## Aim of the task
Here are some records. Copy each one exactly.

==============================

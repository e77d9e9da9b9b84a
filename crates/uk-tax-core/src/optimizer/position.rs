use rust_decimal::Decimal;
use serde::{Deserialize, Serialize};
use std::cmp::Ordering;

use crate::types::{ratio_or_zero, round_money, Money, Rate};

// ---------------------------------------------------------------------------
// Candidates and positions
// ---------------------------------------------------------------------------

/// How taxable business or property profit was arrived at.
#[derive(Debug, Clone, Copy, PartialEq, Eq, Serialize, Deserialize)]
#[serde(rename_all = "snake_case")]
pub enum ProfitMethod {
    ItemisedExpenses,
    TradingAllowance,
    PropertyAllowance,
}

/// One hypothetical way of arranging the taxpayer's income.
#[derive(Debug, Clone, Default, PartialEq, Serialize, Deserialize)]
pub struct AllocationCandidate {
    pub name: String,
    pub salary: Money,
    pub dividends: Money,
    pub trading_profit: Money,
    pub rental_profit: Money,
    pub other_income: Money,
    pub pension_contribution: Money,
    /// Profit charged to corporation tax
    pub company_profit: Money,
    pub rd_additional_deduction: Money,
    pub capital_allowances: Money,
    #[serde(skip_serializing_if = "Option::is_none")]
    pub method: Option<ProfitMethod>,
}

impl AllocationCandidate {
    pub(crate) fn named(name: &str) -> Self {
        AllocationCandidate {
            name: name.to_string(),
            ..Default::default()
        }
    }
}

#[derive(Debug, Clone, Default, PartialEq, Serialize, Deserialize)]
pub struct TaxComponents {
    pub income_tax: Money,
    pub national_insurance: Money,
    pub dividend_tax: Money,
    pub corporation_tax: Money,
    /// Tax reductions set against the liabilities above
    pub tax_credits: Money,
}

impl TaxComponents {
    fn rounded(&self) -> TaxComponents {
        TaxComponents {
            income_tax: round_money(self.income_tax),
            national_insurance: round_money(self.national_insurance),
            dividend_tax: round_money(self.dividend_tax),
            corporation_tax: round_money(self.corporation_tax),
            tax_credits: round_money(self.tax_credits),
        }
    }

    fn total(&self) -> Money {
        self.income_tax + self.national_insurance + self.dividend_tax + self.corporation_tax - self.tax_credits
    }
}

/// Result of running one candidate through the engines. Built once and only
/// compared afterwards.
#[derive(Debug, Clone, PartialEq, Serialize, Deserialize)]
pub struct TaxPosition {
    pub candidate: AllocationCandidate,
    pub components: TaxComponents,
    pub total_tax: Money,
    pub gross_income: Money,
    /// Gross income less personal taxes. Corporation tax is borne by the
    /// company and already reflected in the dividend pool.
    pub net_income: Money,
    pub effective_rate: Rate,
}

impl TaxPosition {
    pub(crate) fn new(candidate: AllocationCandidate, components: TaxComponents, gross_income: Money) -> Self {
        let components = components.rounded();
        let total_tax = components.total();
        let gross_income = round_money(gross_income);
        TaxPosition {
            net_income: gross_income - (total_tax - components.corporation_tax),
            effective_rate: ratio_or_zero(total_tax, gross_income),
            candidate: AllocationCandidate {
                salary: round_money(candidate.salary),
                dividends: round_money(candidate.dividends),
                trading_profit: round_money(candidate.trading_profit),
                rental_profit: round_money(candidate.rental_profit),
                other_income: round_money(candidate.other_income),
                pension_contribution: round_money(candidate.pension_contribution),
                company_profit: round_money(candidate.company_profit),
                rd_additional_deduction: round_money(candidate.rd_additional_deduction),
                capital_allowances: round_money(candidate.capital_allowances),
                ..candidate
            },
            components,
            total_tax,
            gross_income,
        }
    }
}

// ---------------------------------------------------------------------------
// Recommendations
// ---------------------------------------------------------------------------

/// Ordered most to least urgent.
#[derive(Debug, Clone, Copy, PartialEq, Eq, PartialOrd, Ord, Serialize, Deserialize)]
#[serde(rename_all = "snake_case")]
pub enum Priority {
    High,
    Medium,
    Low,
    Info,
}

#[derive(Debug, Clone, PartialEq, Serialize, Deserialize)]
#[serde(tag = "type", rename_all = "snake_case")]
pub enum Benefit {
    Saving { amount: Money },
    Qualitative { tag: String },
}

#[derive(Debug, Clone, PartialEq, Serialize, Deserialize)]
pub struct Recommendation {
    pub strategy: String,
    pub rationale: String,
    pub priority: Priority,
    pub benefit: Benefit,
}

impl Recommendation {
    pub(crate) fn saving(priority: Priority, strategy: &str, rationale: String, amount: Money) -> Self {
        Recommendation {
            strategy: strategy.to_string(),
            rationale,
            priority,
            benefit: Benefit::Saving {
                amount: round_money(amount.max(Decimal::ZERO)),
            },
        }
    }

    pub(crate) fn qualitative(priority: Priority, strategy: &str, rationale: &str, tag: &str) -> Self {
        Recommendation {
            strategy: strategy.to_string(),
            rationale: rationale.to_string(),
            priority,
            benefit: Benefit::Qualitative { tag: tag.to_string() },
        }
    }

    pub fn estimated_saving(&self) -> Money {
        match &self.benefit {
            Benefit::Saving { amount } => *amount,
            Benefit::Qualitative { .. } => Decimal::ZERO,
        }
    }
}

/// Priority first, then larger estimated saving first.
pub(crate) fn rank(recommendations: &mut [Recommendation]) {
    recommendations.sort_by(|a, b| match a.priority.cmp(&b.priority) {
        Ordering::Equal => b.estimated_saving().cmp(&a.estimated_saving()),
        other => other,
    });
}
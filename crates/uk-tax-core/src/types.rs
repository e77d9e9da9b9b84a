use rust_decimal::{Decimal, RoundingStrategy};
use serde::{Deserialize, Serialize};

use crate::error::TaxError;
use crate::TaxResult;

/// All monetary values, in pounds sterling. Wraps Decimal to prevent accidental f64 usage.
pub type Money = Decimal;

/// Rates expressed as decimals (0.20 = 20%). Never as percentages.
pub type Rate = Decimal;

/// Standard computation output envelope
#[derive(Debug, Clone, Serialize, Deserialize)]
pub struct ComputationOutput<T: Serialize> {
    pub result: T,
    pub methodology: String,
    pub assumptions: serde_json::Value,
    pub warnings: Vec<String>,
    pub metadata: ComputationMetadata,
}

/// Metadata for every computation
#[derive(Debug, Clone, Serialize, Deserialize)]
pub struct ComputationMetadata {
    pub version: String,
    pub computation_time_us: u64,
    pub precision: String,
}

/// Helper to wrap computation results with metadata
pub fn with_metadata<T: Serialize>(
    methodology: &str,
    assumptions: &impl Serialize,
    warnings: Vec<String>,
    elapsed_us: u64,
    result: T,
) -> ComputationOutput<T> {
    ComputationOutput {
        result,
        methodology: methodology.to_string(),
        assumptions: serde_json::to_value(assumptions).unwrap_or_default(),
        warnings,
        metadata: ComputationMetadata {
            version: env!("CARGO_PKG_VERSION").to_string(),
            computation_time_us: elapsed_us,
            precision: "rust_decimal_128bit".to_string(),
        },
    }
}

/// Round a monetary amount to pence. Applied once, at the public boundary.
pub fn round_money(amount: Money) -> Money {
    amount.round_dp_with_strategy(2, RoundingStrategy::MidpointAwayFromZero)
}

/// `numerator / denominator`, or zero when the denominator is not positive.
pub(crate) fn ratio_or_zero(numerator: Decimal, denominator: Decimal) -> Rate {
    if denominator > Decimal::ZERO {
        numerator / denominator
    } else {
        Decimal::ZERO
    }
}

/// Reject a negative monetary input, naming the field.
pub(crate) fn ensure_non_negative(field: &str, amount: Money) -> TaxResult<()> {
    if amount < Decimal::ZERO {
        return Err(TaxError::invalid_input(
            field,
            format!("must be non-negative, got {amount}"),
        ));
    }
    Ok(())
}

==============================

## Expected output
repository e77d9e9da9b9b84a
filename crates/uk-tax-core/src/optimizer/position.rs
use rust_decimal::Decimal;
use serde::{Deserialize, Serialize};
use std::cmp::Ordering;

use crate::types::{ratio_or_zero, round_money, Money, Rate};

// ---------------------------------------------------------------------------
// Candidates and positions
// ---------------------------------------------------------------------------

/// How taxable business or property profit was arrived at.
#[derive(Debug, Clone, Copy, PartialEq, Eq, Serialize, Deserialize)]
#[serde(rename_all = "snake_case")]
pub enum ProfitMethod {
    ItemisedExpenses,
    TradingAllowance,
    PropertyAllowance,
}

/// One hypothetical way of arranging the taxpayer's income.
#[derive(Debug, Clone, Default, PartialEq, Serialize, Deserialize)]
pub struct AllocationCandidate {
    pub name: String,
    pub salary: Money,
    pub dividends: Money,
    pub trading_profit: Money,
    pub rental_profit: Money,
    pub other_income: Money,
    pub pension_contribution: Money,
    /// Profit charged to corporation tax
    pub company_profit: Money,
    pub rd_additional_deduction: Money,
    pub capital_allowances: Money,
    #[serde(skip_serializing_if = "Option::is_none")]
    pub method: Option<ProfitMethod>,
}

impl AllocationCandidate {
    pub(crate) fn named(name: &str) -> Self {
        AllocationCandidate {
            name: name.to_string(),
            ..Default::default()
        }
    }
}

#[derive(Debug, Clone, Default, PartialEq, Serialize, Deserialize)]
pub struct TaxComponents {
    pub income_tax: Money,
    pub national_insurance: Money,
    pub dividend_tax: Money,
    pub corporation_tax: Money,
    /// Tax reductions set against the liabilities above
    pub tax_credits: Money,
}

impl TaxComponents {
    fn rounded(&self) -> TaxComponents {
        TaxComponents {
            income_tax: round_money(self.income_tax),
            national_insurance: round_money(self.national_insurance),
            dividend_tax: round_money(self.dividend_tax),
            corporation_tax: round_money(self.corporation_tax),
            tax_credits: round_money(self.tax_credits),
        }
    }

    fn total(&self) -> Money {
        self.income_tax + self.national_insurance + self.dividend_tax + self.corporation_tax - self.tax_credits
    }
}

/// Result of running one candidate through the engines. Built once and only
/// compared afterwards.
#[derive(Debug, Clone, PartialEq, Serialize, Deserialize)]
pub struct TaxPosition {
    pub candidate: AllocationCandidate,
    pub components: TaxComponents,
    pub total_tax: Money,
    pub gross_income: Money,
    /// Gross income less personal taxes. Corporation tax is borne by the
    /// company and already reflected in the dividend pool.
    pub net_income: Money,
    pub effective_rate: Rate,
}

impl TaxPosition {
    pub(crate) fn new(candidate: AllocationCandidate, components: TaxComponents, gross_income: Money) -> Self {
        let components = components.rounded();
        let total_tax = components.total();
        let gross_income = round_money(gross_income);
        TaxPosition {
            net_income: gross_income - (total_tax - components.corporation_tax),
            effective_rate: ratio_or_zero(total_tax, gross_income),
            candidate: AllocationCandidate {
                salary: round_money(candidate.salary),
                dividends: round_money(candidate.dividends),
                trading_profit: round_money(candidate.trading_profit),
                rental_profit: round_money(candidate.rental_profit),
                other_income: round_money(candidate.other_income),
                pension_contribution: round_money(candidate.pension_contribution),
                company_profit: round_money(candidate.company_profit),
                rd_additional_deduction: round_money(candidate.rd_additional_deduction),
                capital_allowances: round_money(candidate.capital_allowances),
                ..candidate
            },
            components,
            total_tax,
            gross_income,
        }
    }
}

// ---------------------------------------------------------------------------
// Recommendations
// ---------------------------------------------------------------------------

/// Ordered most to least urgent.
#[derive(Debug, Clone, Copy, PartialEq, Eq, PartialOrd, Ord, Serialize, Deserialize)]
#[serde(rename_all = "snake_case")]
pub enum Priority {
    High,
    Medium,
    Low,
    Info,
}

#[derive(Debug, Clone, PartialEq, Serialize, Deserialize)]
#[serde(tag = "type", rename_all = "snake_case")]
pub enum Benefit {
    Saving { amount: Money },
    Qualitative { tag: String },
}

#[derive(Debug, Clone, PartialEq, Serialize, Deserialize)]
pub struct Recommendation {
    pub strategy: String,
    pub rationale: String,
    pub priority: Priority,
    pub benefit: Benefit,
}

impl Recommendation {
    pub(crate) fn saving(priority: Priority, strategy: &str, rationale: String, amount: Money) -> Self {
        Recommendation {
            strategy: strategy.to_string(),
            rationale,
            priority,
            benefit: Benefit::Saving {
                amount: round_money(amount.max(Decimal::ZERO)),
            },
        }
    }

    pub(crate) fn qualitative(priority: Priority, strategy: &str, rationale: &str, tag: &str) -> Self {
        Recommendation {
            strategy: strategy.to_string(),
            rationale: rationale.to_string(),
            priority,
            benefit: Benefit::Qualitative { tag: tag.to_string() },
        }
    }

    pub fn estimated_saving(&self) -> Money {
        match &self.benefit {
            Benefit::Saving { amount } => *amount,
            Benefit::Qualitative { .. } => Decimal::ZERO,
        }
    }
}

/// Priority first, then larger estimated saving first.
pub(crate) fn rank(recommendations: &mut [Recommendation]) {
    recommendations.sort_by(|a, b| match a.priority.cmp(&b.priority) {
        Ordering::Equal => b.estimated_saving().cmp(&a.estimated_saving()),
        other => other,
    });
}
filename crates/uk-tax-core/src/types.rs
repository e77d9e9da9b9b84a
use rust_decimal::{Decimal, RoundingStrategy};
use serde::{Deserialize, Serialize};

use crate::error::TaxError;
use crate::TaxResult;

/// All monetary values, in pounds sterling. Wraps Decimal to prevent accidental f64 usage.
pub type Money = Decimal;

/// Rates expressed as decimals (0.20 = 20%). Never as percentages.
pub type Rate = Decimal;

/// Standard computation output envelope
#[derive(Debug, Clone, Serialize, Deserialize)]
pub struct ComputationOutput<T: Serialize> {
    pub result: T,
    pub methodology: String,
    pub assumptions: serde_json::Value,
    pub warnings: Vec<String>,
    pub metadata: ComputationMetadata,
}

/// Metadata for every computation
#[derive(Debug, Clone, Serialize, Deserialize)]
pub struct ComputationMetadata {
    pub version: String,
    pub computation_time_us: u64,
    pub precision: String,
}

/// Helper to wrap computation results with metadata
pub fn with_metadata<T: Serialize>(
    methodology: &str,
    assumptions: &impl Serialize,
    warnings: Vec<String>,
    elapsed_us: u64,
    result: T,
) -> ComputationOutput<T> {
    ComputationOutput {
        result,
        methodology: methodology.to_string(),
        assumptions: serde_json::to_value(assumptions).unwrap_or_default(),
        warnings,
        metadata: ComputationMetadata {
            version: env!("CARGO_PKG_VERSION").to_string(),
            computation_time_us: elapsed_us,
            precision: "rust_decimal_128bit".to_string(),
        },
    }
}

/// Round a monetary amount to pence. Applied once, at the public boundary.
pub fn round_money(amount: Money) -> Money {
    amount.round_dp_with_strategy(2, RoundingStrategy::MidpointAwayFromZero)
}

/// `numerator / denominator`, or zero when the denominator is not positive.
pub(crate) fn ratio_or_zero(numerator: Decimal, denominator: Decimal) -> Rate {
    if denominator > Decimal::ZERO {
        numerator / denominator
    } else {
        Decimal::ZERO
    }
}

/// Reject a negative monetary input, naming the field.
pub(crate) fn ensure_non_negative(field: &str, amount: Money) -> TaxResult<()> {
    if amount < Decimal::ZERO {
        return Err(TaxError::invalid_input(
            field,
            format!("must be non-negative, got {amount}"),
        ));
    }
    Ok(())
}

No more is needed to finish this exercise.